Desde esse dia, Julia ficou fazendo parte da familia do tio Alameda.
—Olha o que te digo, pequena—dizia-lhe elle carinhosamente uns dias depois da morte do pae. Tu agora és minha filha. Deus levou uma que eu tinha e mandou-te a ti em seu logar: voltei a ter tres filhos. Mas tu não has-de andar sempre a chorar! Isso são saudades, é certo, e as saudades dos paes nunca se acabam. Mas faze-me a vontade; eu não posso vêr ninguem a chorar.
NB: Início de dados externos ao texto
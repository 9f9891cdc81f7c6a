//! # Floating point numbers
//!
//! Assumed to have a better performance than rational numbers in the simplex algorithm. Correctness
//! guarantees are harder to give due to (accumulating) rounding errors; results are rounded to a
//! fixed number of decimals before they are reported, see `numerical_precision`.
use crate::data::number_types::traits::Field;

pub mod numerical_precision;

impl Field for f64 {
    fn from_coefficient(value: f64) -> Self {
        value
    }

    fn to_float(&self) -> f64 {
        *self
    }

    fn or_zero_if_undefined(self) -> Self {
        if self.is_nan() { 0_f64 } else { self }
    }
}
impl<T, PR> Simplex<T, PR>
where
    T: Tableau,
    PR: PivotRule,
{
    /// Create a new solver for a problem in standard form.
    ///
    /// # Arguments
    ///
    /// * `c`: Profit of each variable, to be maximized.
    /// * `a`: Constraint matrix, one row per constraint and one column per variable.
    /// * `b`: Right hand side of each constraint.
    /// * `config`: Rounding precision and cycling threshold.
    ///
    /// # Return value
    ///
    /// The solver, or an error if the dimensions don't match or a value is not finite.
    pub fn new(c: &[f64], a: &[Vec<f64>], b: &[f64], config: &SolverConfig) -> Result<Self, InconsistencyError> {
        check_dimensions(c, a, b)?;

        Ok(Self::from_validated(c, a, b, config))
    }

    /// Create a new solver for input of which the dimensions are known to match.
    pub(crate) fn from_validated(c: &[f64], a: &[Vec<f64>], b: &[f64], config: &SolverConfig) -> Self {
        let nr_variables = c.len();
        let nr_constraints = a.len();

        let convert = |values: &[f64]| values.iter().map(|&value| T::F::from_coefficient(value)).collect::<Vec<_>>();
        let mut rows = Vec::with_capacity(1 + nr_constraints);
        let mut cost_row = convert(c);
        cost_row.push(T::F::zero());
        rows.push(cost_row);
        for (row, &rhs) in a.iter().zip(b) {
            let mut values = convert(row);
            values.push(T::F::from_coefficient(rhs));
            rows.push(values);
        }

        // A slack or surplus variable tracks the dual value of its row
        let mut dual_columns = vec![None; nr_constraints];
        for (column, &cost) in c.iter().enumerate() {
            if cost != 0_f64 {
                continue;
            }
            let mut nonzero = a.iter().enumerate().filter(|(_, row)| row[column] != 0_f64);
            if let (Some((row, values)), None) = (nonzero.next(), nonzero.next()) {
                dual_columns[row] = Some((column, T::F::from_coefficient(values[column])));
            }
        }

        Self {
            // At most one dual tracking column and one artificial column per row
            tableau: T::new(rows, 2 * nr_constraints),
            nr_variables,
            basis: vec![None; nr_constraints],
            dual_columns,
            first_artificial: nr_variables + 1,

            pivot_rule: PR::new(),
            cycling: CyclingGuard::new(nr_variables, config.cycling_threshold),
            precision: config.precision,

            state: State::Zero,
            iterations: 0,
            max: f64::NAN,
            x: vec![0_f64; nr_variables],
            reduced_cost: Vec::new(),
            shadow_price: Vec::new(),
        }
    }

    /// Run the simplex method.
    ///
    /// # Return value
    ///
    /// The final state: `Solved`, `Unbounded` or `NoSolution`.
    pub fn solve(&mut self) -> State {
        if self.state != State::Zero {
            return self.state;
        }
        self.state = State::Solving;

        self.preprocess();
        self.initialize_basis();
        log::trace!("Initial basis:\n{self}");

        while self.primal_step() {}
        if self.state == State::Solving {
            self.cycling.reset();
            while self.dual_step() {}
        }

        self.extract();
        if self.state == State::Solving {
            self.state = State::Solved;
        }
        log::debug!("Simplex finished as {} after {} iterations", self.state, self.iterations);

        self.state
    }

    /// Make all right hand sides nonnegative and add the dual tracking columns.
    ///
    /// Rows with a zero right hand side are negated only when they have no positive coefficient.
    fn preprocess(&mut self) {
        let rhs = self.nr_variables;
        let mut negated = vec![false; self.basis.len()];
        for row in 1..self.tableau.nr_rows() {
            let keep = self.tableau.is_positive(row, rhs)
                || (self.tableau.is_zero(row, rhs) && self.tableau.exists_positive_in_row(row, rhs));
            if !keep {
                self.tableau.negate_row(row);
                negated[row - 1] = true;
            }
        }

        for (index, entry) in self.dual_columns.iter_mut().enumerate() {
            if entry.is_none() {
                let column = self.tableau.increase_columns();
                self.tableau.set(index + 1, column, T::F::one());
                let coefficient = if negated[index] { -T::F::one() } else { T::F::one() };
                *entry = Some((column, coefficient));
            }
        }
        self.first_artificial = self.tableau.nr_columns();
    }

    /// Find a basic column for every row, adding artificial columns where needed.
    fn initialize_basis(&mut self) {
        let n = self.nr_variables;
        let m = self.basis.len();

        let mut selected = vec![false; n];
        let mut count = 0;
        for column in (0..n).rev() {
            if count >= m {
                break;
            }
            if let Some(row) = self.single_positive_row(column) {
                if self.basis[row - 1].is_none() {
                    self.pivot(row, column);
                    selected[column] = true;
                    count += 1;
                }
            }
        }

        if count < m {
            for column in (0..n).filter(|&column| !selected[column]) {
                if let Some(row) = self.select_primal_pivot_row(column) {
                    if self.basis[row - 1].is_none() {
                        self.pivot(row, column);
                        count += 1;
                    }
                }
            }
        }

        for row in 1..=m {
            if self.basis[row - 1].is_none() {
                let column = self.tableau.increase_columns();
                self.tableau.set(row, column, T::F::one());
                self.basis[row - 1] = Some(column);
            }
        }
        if count < m {
            log::debug!("Added {} artificial variables", m - count);
        }
    }

    /// The only row with a positive value in the column, if there is exactly one.
    fn single_positive_row(&self, column: usize) -> Option<usize> {
        let mut positive = (1..self.tableau.nr_rows()).filter(|&row| self.tableau.is_positive(row, column));
        match (positive.next(), positive.next()) {
            (Some(row), None) => Some(row),
            _ => None,
        }
    }

    /// A single pivot of the primal simplex method.
    ///
    /// # Return value
    ///
    /// Whether another step should be taken.
    fn primal_step(&mut self) -> bool {
        let Some(column) = self.pivot_rule.select_primal_pivot_column(&self.tableau, self.nr_variables) else {
            return self.drive_out_artificials();
        };
        let Some(row) = self.select_primal_pivot_row(column) else {
            log::debug!("Column {column} can be increased without bound");
            self.state = State::Unbounded;
            return self.drive_out_artificials();
        };

        if self.cycling.record(column) {
            log::warn!("Cycling detected after {} iterations, pivoting on column {column}", self.iterations);
            self.state = State::NoSolution;
            return false;
        }

        self.iterations += 1;
        self.pivot(row, column);
        true
    }

    /// Determine the row to pivot on.
    ///
    /// Determine the row to pivot on, given the column. This is the row with the positive but
    /// minimal ratio between the current constraint vector and the column.
    ///
    /// When there are multiple choices for the pivot row, Bland's anti cycling algorithm is used
    /// to avoid cycles.
    ///
    /// # Arguments
    ///
    /// * `column`: Column that enters the basis.
    ///
    /// # Return value
    ///
    /// Index of the row to pivot on. If not found, the problem is optimal.
    fn select_primal_pivot_row(&self, column: usize) -> Option<usize> {
        let rhs = self.nr_variables;

        // (chosen index, minimum ratio), ties are decided by the leaving column
        let mut min_values: Option<(usize, T::F)> = None;
        for row in 1..self.tableau.nr_rows() {
            if !self.tableau.is_positive(row, column) {
                continue;
            }
            let ratio = self.tableau.get(row, rhs) / self.tableau.get(row, column);
            let better = match &min_values {
                None => true,
                Some((min_row, min_ratio)) => {
                    ratio < *min_ratio || (ratio == *min_ratio && self.basis[row - 1] < self.basis[min_row - 1])
                },
            };
            if better {
                min_values = Some((row, ratio));
            }
        }

        min_values.map(|(row, _)| row)
    }

    /// Replace artificial basic columns by real ones.
    ///
    /// If no artificial column could be replaced, the rows without any value that are held by an
    /// artificial column are removed. Afterwards, the artificial columns are dropped.
    ///
    /// # Return value
    ///
    /// Whether any pivot was made.
    fn drive_out_artificials(&mut self) -> bool {
        let rhs = self.nr_variables;

        let mut pivoted = false;
        for row in 1..self.tableau.nr_rows() {
            if !self.is_artificial(self.basis[row - 1]) {
                continue;
            }
            let candidate = (0..rhs).find(|&column| {
                !self.tableau.is_zero(row, column)
                    && !(self.tableau.is_negative(row, column) && self.tableau.is_positive(row, rhs))
            });
            if let Some(column) = candidate {
                self.pivot(row, column);
                pivoted = true;
            }
        }

        if !pivoted {
            self.remove_redundant_rows();
        }
        self.tableau.truncate_columns(self.first_artificial);

        pivoted
    }

    fn remove_redundant_rows(&mut self) {
        let mut row = 1;
        while row < self.tableau.nr_rows() {
            if self.is_artificial(self.basis[row - 1])
                && !self.tableau.exists_non_zero_in_row(row, self.nr_variables + 1) {
                log::debug!("Removing redundant row {row}");
                self.tableau.remove_row(row);
                self.basis.remove(row - 1);
            } else {
                row += 1;
            }
        }
    }

    /// Pivot on every row with a negative right hand side.
    ///
    /// # Return value
    ///
    /// Whether another round should be made.
    fn dual_step(&mut self) -> bool {
        let rhs = self.nr_variables;

        let mut pivoted = false;
        for row in 1..self.tableau.nr_rows() {
            if !self.tableau.is_negative(row, rhs) {
                continue;
            }
            let Some(column) = self.select_dual_pivot_column(row) else {
                continue;
            };

            if self.cycling.record(row) {
                log::warn!("Cycling detected after {} iterations, pivoting on row {row}", self.iterations);
                self.state = State::NoSolution;
                return false;
            }

            self.iterations += 1;
            self.pivot(row, column);
            pivoted = true;
        }

        pivoted
    }

    /// The nonbasic column with a negative value in this row that has the smallest ratio between
    /// its relative profit and that value.
    fn select_dual_pivot_column(&self, row: usize) -> Option<usize> {
        let mut min_values: Option<(usize, T::F)> = None;
        for column in 0..self.nr_variables {
            if !self.tableau.is_negative(row, column) || self.basis.contains(&Some(column)) {
                continue;
            }
            let ratio = self.tableau.get(0, column) / self.tableau.get(row, column);
            if min_values.as_ref().is_none_or(|(_, min_ratio)| ratio < *min_ratio) {
                min_values = Some((column, ratio));
            }
        }

        min_values.map(|(column, _)| column)
    }

    fn pivot(&mut self, row: usize, column: usize) {
        self.tableau.gaussian_pivot(row, column);
        self.basis[row - 1] = Some(column);
        log::trace!("Pivoted on ({row}, {column}):\n{self}");
    }

    fn is_artificial(&self, basic: Option<usize>) -> bool {
        matches!(basic, Some(column) if column >= self.first_artificial)
    }

    fn round(&self, value: &T::F) -> f64 {
        round_to_precision(value.to_float(), self.precision)
    }

    /// Read the solution and the dual values from the tableau.
    ///
    /// Detects infeasibility: a negative value, or an artificial variable that is still positive.
    fn extract(&mut self) {
        let rhs = self.nr_variables;

        self.max = self.round(&-self.tableau.get(0, rhs));
        self.x = vec![0_f64; self.nr_variables];
        for row in 1..self.tableau.nr_rows() {
            let value = self.round(&self.tableau.get(row, rhs));
            let basic = self.basis[row - 1];
            let infeasible = value < 0_f64 || match basic {
                Some(column) => column >= self.first_artificial && value > 0_f64,
                None => true,
            };
            if infeasible {
                log::debug!("Row {row} has value {value} for basic column {basic:?}");
                self.state = State::NoSolution;
            }
            if let Some(column) = basic.filter(|&column| column < self.nr_variables) {
                self.x[column] = value;
            }
        }

        self.reduced_cost = (0..self.nr_variables)
            .map(|column| self.round(&-self.tableau.get(0, column)))
            .collect();
        self.shadow_price = self.dual_columns.iter()
            .map(|entry| entry.as_ref().map_or(0_f64, |(column, coefficient)| {
                self.round(&(-self.tableau.get(0, *column) / coefficient))
            }))
            .collect();
    }

    /// Current state of the solver.
    pub fn state(&self) -> State {
        self.state
    }

    /// Optimal objective value, `NaN` before solving.
    pub fn max(&self) -> f64 {
        self.max
    }

    /// Value of each variable.
    pub fn x(&self) -> &[f64] {
        &self.x
    }

    /// Number of pivots, not counting those that find the initial basis.
    pub fn iterations(&self) -> usize {
        self.iterations
    }

    /// Reduced cost of each variable, empty before solving.
    pub fn reduced_cost(&self) -> &[f64] {
        &self.reduced_cost
    }

    /// Shadow price of each constraint, empty before solving.
    pub fn shadow_price(&self) -> &[f64] {
        &self.shadow_price
    }
}
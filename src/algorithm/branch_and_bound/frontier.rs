//! # Frontier
//!
//! Nodes that were created but not yet evaluated. The order in which they come out determines the
//! shape of the search; the engine doesn't depend on it.
use std::collections::VecDeque;

use crate::algorithm::branch_and_bound::node::Node;

/// Pool of pending nodes.
pub trait Frontier: Default + Send + 'static {
    /// Add a node.
    fn push(&mut self, node: Node);
    /// Take the next node to evaluate.
    fn pop(&mut self) -> Option<Node>;
}

/// Last in, first out. Keeps few nodes pending and finds integer solutions early.
#[derive(Debug, Default)]
pub struct DepthFirst(Vec<Node>);

impl Frontier for DepthFirst {
    fn push(&mut self, node: Node) {
        self.0.push(node);
    }

    fn pop(&mut self) -> Option<Node> {
        self.0.pop()
    }
}

/// First in, first out.
#[derive(Debug, Default)]
pub struct BreadthFirst(VecDeque<Node>);

impl Frontier for BreadthFirst {
    fn push(&mut self, node: Node) {
        self.0.push_back(node);
    }

    fn pop(&mut self) -> Option<Node> {
        self.0.pop_front()
    }
}
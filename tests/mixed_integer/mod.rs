use mipsolve::{BreadthFirst, ConstraintType, DepthFirst, LinearProgram, MixedIntegerProgram, Objective, Solve, SolverConfig, State};

use crate::init_logging;

/// max 4 + 5 x1 + 7 x2, integer.
fn program() -> MixedIntegerProgram {
    let lp = LinearProgram::new(
        Objective::Maximize,
        4_f64,
        vec![5_f64, 7_f64],
        vec![vec![1_f64, 1_f64], vec![4_f64, 9_f64]],
        vec![ConstraintType::Less, ConstraintType::Less],
        vec![11_f64, 61_f64],
        &[],
    ).unwrap();
    MixedIntegerProgram::new(lp, &[1, 2], &[]).unwrap()
}

/// Exhaustive enumeration of the integer points of `program`.
fn enumerate() -> (f64, Vec<f64>) {
    let mut best = (f64::NEG_INFINITY, Vec::new());
    for x1 in 0..=11 {
        for x2 in 0..=11 {
            let (x1, x2) = (f64::from(x1), f64::from(x2));
            if x1 + x2 <= 11_f64 && 4_f64 * x1 + 9_f64 * x2 <= 61_f64 {
                let value = 4_f64 + 5_f64 * x1 + 7_f64 * x2;
                if value > best.0 {
                    best = (value, vec![x1, x2]);
                }
            }
        }
    }
    best
}

#[test]
fn matches_enumeration() {
    init_logging();

    let (objective_value, x) = enumerate();
    for threads in [0, 1, 4] {
        let config = SolverConfig::default().with_threads(threads);
        for solution in [
            program().solve_with_frontier::<DepthFirst>(&config),
            program().solve_with_frontier::<BreadthFirst>(&config),
        ] {
            assert_eq!(solution.state, State::Solved);
            assert_eq!(solution.objective_value, objective_value);
            assert_eq!(solution.x, x);
        }
    }
}

#[test]
fn unbounded_relaxation() {
    let lp = LinearProgram::new(
        Objective::Maximize,
        0_f64,
        vec![1_f64, 1_f64],
        vec![vec![1_f64, -1_f64]],
        vec![ConstraintType::Less],
        vec![1_f64],
        &[],
    ).unwrap();
    let program = MixedIntegerProgram::new(lp, &[1], &[]).unwrap();
    for threads in [0, 2] {
        let solution = program.solve(&SolverConfig::default().with_threads(threads));
        assert_eq!(solution.state, State::Unbounded);
        assert_eq!(solution.iterations, 1);
    }
}

#[test]
fn binary_bounds() {
    // Without the implicit upper bound, x1 would be 3
    let lp = LinearProgram::new(
        Objective::Maximize,
        0_f64,
        vec![1_f64, 0.5],
        vec![vec![1_f64, 1_f64]],
        vec![ConstraintType::Less],
        vec![3_f64],
        &[],
    ).unwrap();
    let program = MixedIntegerProgram::new(lp, &[], &[1]).unwrap();
    let solution = program.solve(&SolverConfig::default());
    assert_eq!(solution.state, State::Solved);
    assert_eq!(solution.objective_value, 2_f64);
    assert_eq!(solution.x, vec![1_f64, 2_f64]);
    assert_eq!(solution.shadow_price.len(), 1);
}
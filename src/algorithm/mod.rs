//! # Algorithms
use crate::config::SolverConfig;
use crate::data::linear_program::solution::Solution;

pub mod branch_and_bound;
pub mod relaxation;
pub mod simplex;

/// A problem formulation that can be solved.
///
/// Implemented for linear programs, solved with the simplex method, and for mixed integer
/// programs, solved with branch and bound over linear relaxations.
pub trait Solve {
    /// Solve this problem.
    ///
    /// # Arguments
    ///
    /// * `config`: Numeric backend, rounding precision, cycling threshold and number of workers.
    ///
    /// # Return value
    ///
    /// The outcome. Infeasibility and unboundedness are reported through its state.
    fn solve(&self, config: &SolverConfig) -> Solution;
}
E o bom velho passava-lhe com carinho a mão pela cabecita loira.
—Sabes? Eu tambem chorei quando era novo, quando não conhecia ainda o mundo. Mas depois{35} que comecei a tomar conhecimento d'este mundo todo de enganos, deixei-me d'isso. Se fosse a chorar todas as vezes que tinha motivo para isso, então não fazia outra vida.
A contradizer as suas palavras, duas lagrimas lhe assomaram aos olhos.
—Olha: vem para a cozinha. Vem para junto da Helena que está a fazer a ceia, e espairecer.
E pegando-lhe docemente na mão, obrigou-a a seguil-o.
—Helena? chamou elle ao transpor a porta da cozinha; é preciso que o Belbuth venha cá hoje. Quando os rapazes voltarem do trabalho, o Paulo que vá vêr se o encontra. Precisamos de nos rir um pouco com as suas chalaças, para distrahir esta pequena, que não faz senão chorar.
Quem não conheceu o Belbuth, em toda a freguezia, ainda não ha muitos annos?
Quem ha ahi que se não recorde d'esse velho, rijo como um pêro, e que contava cerca de cem annos quando morreu?